“Go Muscles”

“Go Muscles”

I am sitting in a coffee shop, writing a diverse thesis on my life when I see her come around the corner of the bar, clamber up on the tall bar chair that was almost double her height and settle in. 

She looks around 4 years old, but I’m not good with ages, so I don’t know. 

She seems comfortable there, and I see that her eyes follow something or someone straightaway from her.

Soon, she slides up on the bar with her upper body and I see the bar chair tip precariously away from her.  I get ready to make a rush for it if the chair does, indeed tip, leaving her high and dry and overbalanced in way that she and the floor will have a meeting sooner rather than later.

But she steadies herself in that graceful way any woman is capable of, and, as her chair tips back to level, she cups her chin in her hands and gazes in what seems to me, rapt attention, even adoration, of someone. 

And then I see who that someone is.

It’s her older sister.

And her sister is one of the baristas. 

Her big sister meets her across the bar, in much the same way her little sister is, halfway down on the bar, chin cupped in her hands.

They gaze into each other’s eyes, and smile at each other.

Her older sister asks her if she is going to cut up the onions and peppers that need to be cut up for her evening plans.
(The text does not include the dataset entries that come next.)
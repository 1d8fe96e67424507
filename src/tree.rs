//! Module tree discovery.
//!
//! Walks nested module declarations starting from the project root. Each
//! declaration is either a single module directory or a folder whose child
//! directories are modules. Resolved modules contribute their own nested
//! declarations, so the walk recurses through the whole tree.
//!
//! Discovery returns a fresh [`ModuleTree`]; nothing is shared between
//! recursive calls.

use std::collections::{HashMap, HashSet};
use std::fs;
use std::path::{Path, PathBuf};

use tracing::{debug, warn};

use crate::config::NestedModule;
use crate::module::{normalize_path, Module};

/// Ordered set of modules keyed by name.
///
/// Iteration follows discovery order, which is also the order used when a
/// group reference is expanded.
#[derive(Debug, Clone, Default)]
pub struct ModuleTree {
    modules: Vec<Module>,
    index: HashMap<String, usize>,
}

impl ModuleTree {
    /// Create an empty tree.
    pub fn new() -> Self {
        Self::default()
    }

    /// Build a tree from modules in discovery order.
    pub fn from_modules(modules: impl IntoIterator<Item = Module>) -> Self {
        let mut tree = Self::new();
        for module in modules {
            tree.insert(module);
        }
        tree
    }

    /// Register a module.
    ///
    /// The first module registered under a name wins; later duplicates are
    /// dropped and `false` is returned.
    pub fn insert(&mut self, module: Module) -> bool {
        if let Some(&existing) = self.index.get(module.name()) {
            warn!(
                "Duplicate module '{}' at {} (already registered from {})",
                module.name(),
                module.path().display(),
                self.modules[existing].path().display()
            );
            return false;
        }
        self.index.insert(module.name().to_string(), self.modules.len());
        self.modules.push(module);
        true
    }

    /// Merge another tree into this one, keeping first-registered names.
    pub fn extend(&mut self, other: ModuleTree) {
        for module in other.modules {
            self.insert(module);
        }
    }

    /// Look up a module by name.
    pub fn get(&self, name: &str) -> Option<&Module> {
        self.index.get(name).map(|&i| &self.modules[i])
    }

    /// Whether a module with this name exists.
    pub fn contains(&self, name: &str) -> bool {
        self.index.contains_key(name)
    }

    /// Modules in discovery order.
    pub fn iter(&self) -> impl Iterator<Item = &Module> {
        self.modules.iter()
    }

    /// Module names in discovery order.
    pub fn names(&self) -> Vec<String> {
        self.modules.iter().map(|m| m.name().to_string()).collect()
    }

    /// Modules carrying a `@group` tag, in discovery order.
    pub fn with_group<'a>(&'a self, tag: &'a str) -> impl Iterator<Item = &'a Module> + 'a {
        self.modules.iter().filter(move |m| m.has_group(tag))
    }

    /// Module owning a file: the deepest module whose directory contains it.
    pub fn find_by_file(&self, file: &Path) -> Option<&Module> {
        self.modules
            .iter()
            .filter(|m| m.contains_file(file))
            .max_by_key(|m| m.path().components().count())
    }

    /// Number of modules.
    pub fn len(&self) -> usize {
        self.modules.len()
    }

    /// Whether the tree is empty.
    pub fn is_empty(&self) -> bool {
        self.modules.is_empty()
    }
}

/// Discover every module reachable from `declarations`, relative to `base`.
pub fn discover(base: &Path, declarations: &[NestedModule]) -> ModuleTree {
    let mut seen = HashSet::new();
    discover_in(base, declarations, &mut seen)
}

fn discover_in(
    base: &Path,
    declarations: &[NestedModule],
    seen: &mut HashSet<PathBuf>,
) -> ModuleTree {
    let mut tree = ModuleTree::new();

    for declaration in declarations {
        if declaration.src.trim().is_empty() {
            warn!("Ignoring nested module declaration without src in {}", base.display());
            continue;
        }
        let path = normalize_path(&base.join(&declaration.src));
        if declaration.is_folder() {
            for child in child_directories(&path) {
                tree.extend(discover_module(&child, seen));
            }
        } else {
            tree.extend(discover_module(&path, seen));
        }
    }

    tree
}

fn discover_module(path: &Path, seen: &mut HashSet<PathBuf>) -> ModuleTree {
    let mut tree = ModuleTree::new();

    let key = fs::canonicalize(path).unwrap_or_else(|_| path.to_path_buf());
    if !seen.insert(key) {
        debug!("Module directory already visited: {}", path.display());
        return tree;
    }

    let Some(module) = Module::resolve(path) else {
        return tree;
    };
    debug!("Discovered module '{}' at {}", module.name(), module.path().display());

    let nested = discover_in(module.path(), module.nested_modules(), seen);
    tree.insert(module);
    tree.extend(nested);
    tree
}

/// Child directories of `dir`, sorted by name for a stable discovery order.
fn child_directories(dir: &Path) -> Vec<PathBuf> {
    let entries = match fs::read_dir(dir) {
        Ok(entries) => entries,
        Err(e) => {
            debug!("Cannot scan module folder {}: {}", dir.display(), e);
            return Vec::new();
        }
    };

    let mut children: Vec<PathBuf> =
        entries.filter_map(Result::ok).map(|e| e.path()).filter(|p| p.is_dir()).collect();
    children.sort();
    children
}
Little sister giggles and says, “No way!”

About then, I see their mother round the same corner of the bar that the little girl had earlier and, hearing the conversation about the onions and peppers, says, as she affectionately jiggles the little girl, “No, you can cut them up, we need to get you home so you can get some snoozy woozies.”

Mom offers to cut the onions and peppers up for big sister but there is no need.  Big sister has it handled.

Attention waning as the conversation turns older than her, little sister runs to the door to let herself outside to the beautiful spring day.

But she can’t quite do it.  The door is a bit heavier than her, and they bump each other around for a bit.

Her big sister sees and calls out encouragingly, “Go muscles!”

And with that bit of encouragement, the little girl gets the door open and lets herself and  her carefree laughter outside as the door tingles merrily shut behind her. 

Mom and big sister quietly finish up their conversation and Mom turns to leave.

Big sister turns back to her work.

I turn deeply inward, because, as I said in the beginning, I was writing a thesis on my life.

But it is no longer a thesis.

Rather, it is the scene that I have just written about that seems to give every appearance of kindness and camaraderie.